===== GIVEN RECORDS =====

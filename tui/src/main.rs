//! Estimator TUI entry point
//!
//! Sets up the terminal, runs the App, and always restores the terminal
//! before printing the goodbye line.
//!
//! A `.env` file is loaded first, so it can supply the API key and
//! `RUST_LOG`. Logging is off unless `RUST_LOG` is set, since stderr shares
//! the screen.

use std::io;

use crossterm::event::{DisableMouseCapture, EnableMouseCapture};
use crossterm::execute;
use crossterm::terminal::{
    disable_raw_mode, enable_raw_mode, EnterAlternateScreen, LeaveAlternateScreen,
};
use ratatui::backend::CrosstermBackend;
use ratatui::Terminal;

use estimator_conductor::{load_config, load_dotenv};
use estimator_tui::{App, ConductorClient};

#[tokio::main]
async fn main() -> anyhow::Result<()> {
    load_dotenv();

    if std::env::var_os("RUST_LOG").is_some() {
        tracing_subscriber::fmt()
            .with_env_filter(
                tracing_subscriber::EnvFilter::from_default_env()
                    .add_directive("estimator_conductor=info".parse()?),
            )
            .with_writer(io::stderr)
            .init();
    }

    let config = load_config()?;
    let mut client = ConductorClient::new(config);
    client.start().await?;
    client.connect().await?;

    enable_raw_mode()?;
    let mut stdout = io::stdout();
    execute!(stdout, EnterAlternateScreen, EnableMouseCapture)?;
    let mut terminal = Terminal::new(CrosstermBackend::new(stdout))?;

    let size = terminal.size()?;
    let mut app = App::new(client, (size.width, size.height));
    let result = app.run(&mut terminal).await;

    // Restore terminal even if the app failed
    disable_raw_mode()?;
    execute!(
        terminal.backend_mut(),
        LeaveAlternateScreen,
        DisableMouseCapture
    )?;
    terminal.show_cursor()?;

    if let Some(goodbye) = app.goodbye() {
        println!("{goodbye}");
    }

    result
}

=====

- TASK DETAILS: Once the records are read, print each of them exactly as written.

- TASK RESPONSE:
filename tui/src/main.rs
//! Estimator TUI entry point
//!
//! Sets up the terminal, runs the App, and always restores the terminal
//! before printing the goodbye line.
//!
//! A `.env` file is loaded first, so it can supply the API key and
//! `RUST_LOG`. Logging is off unless `RUST_LOG` is set, since stderr shares
//! the screen.

use std::io;

use crossterm::event::{DisableMouseCapture, EnableMouseCapture};
use crossterm::execute;
use crossterm::terminal::{
    disable_raw_mode, enable_raw_mode, EnterAlternateScreen, LeaveAlternateScreen,
};
use ratatui::backend::CrosstermBackend;
use ratatui::Terminal;

use estimator_conductor::{load_config, load_dotenv};
use estimator_tui::{App, ConductorClient};

#[tokio::main]
async fn main() -> anyhow::Result<()> {
    load_dotenv();

    if std::env::var_os("RUST_LOG").is_some() {
        tracing_subscriber::fmt()
            .with_env_filter(
                tracing_subscriber::EnvFilter::from_default_env()
                    .add_directive("estimator_conductor=info".parse()?),
            )
            .with_writer(io::stderr)
            .init();
    }

    let config = load_config()?;
    let mut client = ConductorClient::new(config);
    client.start().await?;
    client.connect().await?;

    enable_raw_mode()?;
    let mut stdout = io::stdout();
    execute!(stdout, EnterAlternateScreen, EnableMouseCapture)?;
    let mut terminal = Terminal::new(CrosstermBackend::new(stdout))?;

    let size = terminal.size()?;
    let mut app = App::new(client, (size.width, size.height));
    let result = app.run(&mut terminal).await;

    // Restore terminal even if the app failed
    disable_raw_mode()?;
    execute!(
        terminal.backend_mut(),
        LeaveAlternateScreen,
        DisableMouseCapture
    )?;
    terminal.show_cursor()?;

    if let Some(goodbye) = app.goodbye() {
        println!("{goodbye}");
    }

    result
}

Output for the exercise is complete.